EXERCISE DIRECTIONS - Copy out the entries below exactly as they stand, but only from the line containing "the token. After" through the line containing "use nodelink_types::config::HealthCheckConfig;".

DATA SHOWN -
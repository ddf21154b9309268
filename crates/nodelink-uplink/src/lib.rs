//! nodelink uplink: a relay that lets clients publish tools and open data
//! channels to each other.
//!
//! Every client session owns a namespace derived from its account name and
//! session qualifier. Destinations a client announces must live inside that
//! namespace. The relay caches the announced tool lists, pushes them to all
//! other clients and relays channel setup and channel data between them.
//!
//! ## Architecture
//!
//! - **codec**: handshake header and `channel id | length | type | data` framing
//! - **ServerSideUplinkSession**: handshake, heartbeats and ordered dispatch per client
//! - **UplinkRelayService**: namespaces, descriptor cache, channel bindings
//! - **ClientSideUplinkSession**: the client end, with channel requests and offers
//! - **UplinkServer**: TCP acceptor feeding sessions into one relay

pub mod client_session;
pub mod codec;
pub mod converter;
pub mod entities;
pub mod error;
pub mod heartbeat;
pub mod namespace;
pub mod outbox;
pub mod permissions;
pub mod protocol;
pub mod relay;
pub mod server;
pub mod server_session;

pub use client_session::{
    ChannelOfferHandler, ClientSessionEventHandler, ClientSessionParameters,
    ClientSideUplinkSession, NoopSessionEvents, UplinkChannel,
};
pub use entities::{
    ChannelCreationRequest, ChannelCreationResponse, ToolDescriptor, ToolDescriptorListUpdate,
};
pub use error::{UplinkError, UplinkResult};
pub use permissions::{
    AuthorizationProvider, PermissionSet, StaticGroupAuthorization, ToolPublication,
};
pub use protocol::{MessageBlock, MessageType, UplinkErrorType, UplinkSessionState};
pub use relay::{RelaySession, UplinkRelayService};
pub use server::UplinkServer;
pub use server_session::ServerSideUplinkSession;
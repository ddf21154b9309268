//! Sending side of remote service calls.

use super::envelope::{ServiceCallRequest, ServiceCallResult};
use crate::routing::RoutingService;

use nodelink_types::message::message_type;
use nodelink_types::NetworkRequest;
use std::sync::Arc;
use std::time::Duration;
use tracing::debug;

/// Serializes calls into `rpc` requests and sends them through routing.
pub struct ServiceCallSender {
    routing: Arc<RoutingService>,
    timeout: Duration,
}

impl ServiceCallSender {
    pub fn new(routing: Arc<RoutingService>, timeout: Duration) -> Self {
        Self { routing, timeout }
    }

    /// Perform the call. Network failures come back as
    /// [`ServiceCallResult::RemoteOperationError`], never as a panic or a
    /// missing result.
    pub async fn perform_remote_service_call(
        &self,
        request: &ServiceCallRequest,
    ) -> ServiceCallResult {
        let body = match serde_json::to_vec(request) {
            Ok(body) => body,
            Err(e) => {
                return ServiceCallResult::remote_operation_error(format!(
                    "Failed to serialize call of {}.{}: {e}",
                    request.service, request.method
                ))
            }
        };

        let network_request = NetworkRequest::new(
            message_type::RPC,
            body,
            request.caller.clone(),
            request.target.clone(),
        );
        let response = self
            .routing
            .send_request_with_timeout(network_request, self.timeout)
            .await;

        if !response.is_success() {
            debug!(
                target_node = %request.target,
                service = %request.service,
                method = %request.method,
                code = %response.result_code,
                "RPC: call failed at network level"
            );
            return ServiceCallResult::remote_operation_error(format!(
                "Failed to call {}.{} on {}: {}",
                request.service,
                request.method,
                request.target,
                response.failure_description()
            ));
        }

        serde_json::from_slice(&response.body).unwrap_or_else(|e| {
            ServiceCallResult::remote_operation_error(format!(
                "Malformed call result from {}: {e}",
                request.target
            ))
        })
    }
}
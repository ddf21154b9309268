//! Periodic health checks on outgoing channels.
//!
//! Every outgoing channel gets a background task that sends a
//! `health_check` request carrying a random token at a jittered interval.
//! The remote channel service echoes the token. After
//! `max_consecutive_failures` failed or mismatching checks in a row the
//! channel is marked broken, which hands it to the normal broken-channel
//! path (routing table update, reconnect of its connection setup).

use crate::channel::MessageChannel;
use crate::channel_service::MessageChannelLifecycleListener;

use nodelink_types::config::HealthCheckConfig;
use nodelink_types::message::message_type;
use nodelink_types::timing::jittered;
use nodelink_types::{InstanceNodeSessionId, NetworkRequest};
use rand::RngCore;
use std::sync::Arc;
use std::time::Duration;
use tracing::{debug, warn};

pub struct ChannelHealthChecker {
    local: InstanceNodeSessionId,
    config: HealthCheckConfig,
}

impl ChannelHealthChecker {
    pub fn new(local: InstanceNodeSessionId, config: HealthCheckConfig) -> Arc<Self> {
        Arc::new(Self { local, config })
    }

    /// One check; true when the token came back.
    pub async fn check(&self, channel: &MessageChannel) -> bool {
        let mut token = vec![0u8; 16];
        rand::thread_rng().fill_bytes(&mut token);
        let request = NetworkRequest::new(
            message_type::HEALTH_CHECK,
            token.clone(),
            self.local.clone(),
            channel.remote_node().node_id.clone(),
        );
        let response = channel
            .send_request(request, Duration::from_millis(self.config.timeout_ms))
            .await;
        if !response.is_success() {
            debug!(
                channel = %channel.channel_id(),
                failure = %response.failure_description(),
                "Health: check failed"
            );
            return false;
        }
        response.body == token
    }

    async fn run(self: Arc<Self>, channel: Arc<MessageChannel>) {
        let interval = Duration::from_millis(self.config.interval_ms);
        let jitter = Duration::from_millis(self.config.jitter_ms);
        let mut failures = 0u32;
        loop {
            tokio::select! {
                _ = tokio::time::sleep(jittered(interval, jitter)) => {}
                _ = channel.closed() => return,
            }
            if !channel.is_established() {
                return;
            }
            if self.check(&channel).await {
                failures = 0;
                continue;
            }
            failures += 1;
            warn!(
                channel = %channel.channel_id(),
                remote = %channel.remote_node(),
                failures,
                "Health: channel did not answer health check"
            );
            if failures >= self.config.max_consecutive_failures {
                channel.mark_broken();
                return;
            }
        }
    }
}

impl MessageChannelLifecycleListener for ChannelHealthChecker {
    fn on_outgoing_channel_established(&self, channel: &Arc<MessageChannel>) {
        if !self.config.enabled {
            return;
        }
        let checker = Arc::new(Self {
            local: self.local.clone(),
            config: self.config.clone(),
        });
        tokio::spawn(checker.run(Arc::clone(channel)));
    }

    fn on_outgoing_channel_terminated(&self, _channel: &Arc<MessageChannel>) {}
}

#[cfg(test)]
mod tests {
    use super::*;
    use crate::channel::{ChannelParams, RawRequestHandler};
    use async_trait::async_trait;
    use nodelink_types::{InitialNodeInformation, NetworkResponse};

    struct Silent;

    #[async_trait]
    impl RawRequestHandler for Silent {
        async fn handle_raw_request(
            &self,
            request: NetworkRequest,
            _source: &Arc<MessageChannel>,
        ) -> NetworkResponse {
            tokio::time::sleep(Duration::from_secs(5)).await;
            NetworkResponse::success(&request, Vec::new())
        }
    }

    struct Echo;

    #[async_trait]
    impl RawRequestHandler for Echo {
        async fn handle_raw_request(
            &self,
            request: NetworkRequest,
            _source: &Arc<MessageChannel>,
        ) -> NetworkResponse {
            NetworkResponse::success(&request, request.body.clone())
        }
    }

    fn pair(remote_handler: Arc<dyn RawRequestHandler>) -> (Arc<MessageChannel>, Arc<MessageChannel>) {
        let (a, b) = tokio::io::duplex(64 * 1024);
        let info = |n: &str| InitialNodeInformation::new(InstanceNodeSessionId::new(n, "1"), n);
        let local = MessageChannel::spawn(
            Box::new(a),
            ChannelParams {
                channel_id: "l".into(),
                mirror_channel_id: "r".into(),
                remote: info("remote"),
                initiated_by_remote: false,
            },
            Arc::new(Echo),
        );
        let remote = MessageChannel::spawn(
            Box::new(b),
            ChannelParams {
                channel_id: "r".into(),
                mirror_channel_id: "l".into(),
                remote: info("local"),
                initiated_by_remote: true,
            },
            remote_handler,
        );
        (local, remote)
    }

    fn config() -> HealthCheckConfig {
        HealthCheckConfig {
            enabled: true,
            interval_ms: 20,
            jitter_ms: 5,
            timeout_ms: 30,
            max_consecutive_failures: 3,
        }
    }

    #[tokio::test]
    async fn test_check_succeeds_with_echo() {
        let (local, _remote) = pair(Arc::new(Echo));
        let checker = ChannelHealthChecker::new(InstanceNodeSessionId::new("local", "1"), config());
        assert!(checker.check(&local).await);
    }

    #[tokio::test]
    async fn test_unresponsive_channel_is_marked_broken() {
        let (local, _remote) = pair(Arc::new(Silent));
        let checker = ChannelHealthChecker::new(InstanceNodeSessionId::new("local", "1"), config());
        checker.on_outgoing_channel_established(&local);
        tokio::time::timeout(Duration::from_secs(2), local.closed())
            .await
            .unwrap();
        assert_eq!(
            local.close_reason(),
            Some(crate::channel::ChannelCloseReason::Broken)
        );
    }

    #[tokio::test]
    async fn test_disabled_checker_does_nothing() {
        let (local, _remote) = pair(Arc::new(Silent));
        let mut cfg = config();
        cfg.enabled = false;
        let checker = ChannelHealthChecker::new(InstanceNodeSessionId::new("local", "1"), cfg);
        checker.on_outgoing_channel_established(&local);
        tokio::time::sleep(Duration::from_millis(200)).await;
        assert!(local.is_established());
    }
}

...

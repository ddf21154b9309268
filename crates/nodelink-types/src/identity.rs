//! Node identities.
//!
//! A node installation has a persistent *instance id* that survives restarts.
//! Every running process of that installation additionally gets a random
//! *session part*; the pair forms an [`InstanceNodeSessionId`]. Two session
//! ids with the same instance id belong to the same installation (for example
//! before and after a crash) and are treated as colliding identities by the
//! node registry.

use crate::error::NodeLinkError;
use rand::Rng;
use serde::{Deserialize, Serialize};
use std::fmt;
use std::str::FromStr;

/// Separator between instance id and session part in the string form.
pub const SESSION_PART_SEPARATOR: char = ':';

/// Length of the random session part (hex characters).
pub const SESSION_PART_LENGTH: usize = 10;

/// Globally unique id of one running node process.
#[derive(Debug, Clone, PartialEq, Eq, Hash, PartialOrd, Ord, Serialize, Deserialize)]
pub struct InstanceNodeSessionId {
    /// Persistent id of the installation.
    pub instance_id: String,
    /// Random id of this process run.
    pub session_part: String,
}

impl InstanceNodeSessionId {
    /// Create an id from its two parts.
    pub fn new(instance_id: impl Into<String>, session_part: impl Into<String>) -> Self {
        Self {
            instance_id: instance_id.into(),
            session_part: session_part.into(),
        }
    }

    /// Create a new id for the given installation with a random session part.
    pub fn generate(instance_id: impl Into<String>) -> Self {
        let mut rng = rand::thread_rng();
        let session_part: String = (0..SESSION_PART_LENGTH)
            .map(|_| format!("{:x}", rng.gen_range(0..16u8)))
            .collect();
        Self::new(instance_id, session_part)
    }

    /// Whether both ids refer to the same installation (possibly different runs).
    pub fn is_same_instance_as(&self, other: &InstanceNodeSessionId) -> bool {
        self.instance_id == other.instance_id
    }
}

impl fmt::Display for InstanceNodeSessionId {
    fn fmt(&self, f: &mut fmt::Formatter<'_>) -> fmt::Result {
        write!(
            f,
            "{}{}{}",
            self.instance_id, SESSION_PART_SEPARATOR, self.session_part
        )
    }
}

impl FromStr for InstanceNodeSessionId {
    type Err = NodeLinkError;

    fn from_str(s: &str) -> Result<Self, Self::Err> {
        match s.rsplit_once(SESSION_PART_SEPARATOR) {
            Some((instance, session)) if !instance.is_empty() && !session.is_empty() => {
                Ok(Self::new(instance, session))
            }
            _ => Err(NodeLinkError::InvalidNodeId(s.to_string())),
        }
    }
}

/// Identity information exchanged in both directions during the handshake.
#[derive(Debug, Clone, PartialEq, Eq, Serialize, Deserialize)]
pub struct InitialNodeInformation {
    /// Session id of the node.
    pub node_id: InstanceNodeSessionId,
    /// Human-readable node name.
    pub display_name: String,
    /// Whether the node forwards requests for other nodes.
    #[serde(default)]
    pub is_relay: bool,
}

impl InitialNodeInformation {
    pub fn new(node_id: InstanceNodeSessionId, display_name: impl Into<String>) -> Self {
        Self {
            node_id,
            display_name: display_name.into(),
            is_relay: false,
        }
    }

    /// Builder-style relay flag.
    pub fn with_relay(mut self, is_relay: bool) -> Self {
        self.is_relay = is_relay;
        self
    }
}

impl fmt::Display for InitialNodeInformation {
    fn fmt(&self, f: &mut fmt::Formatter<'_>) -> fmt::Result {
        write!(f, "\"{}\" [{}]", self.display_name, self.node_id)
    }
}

REPLY TO THE TASK -
//! The remote channel service echoes the token. After
//! `max_consecutive_failures` failed or mismatching checks in a row the
//! channel is marked broken, which hands it to the normal broken-channel
//! path (routing table update, reconnect of its connection setup).

use crate::channel::MessageChannel;
use crate::channel_service::MessageChannelLifecycleListener;

use nodelink_types::config::HealthCheckConfig;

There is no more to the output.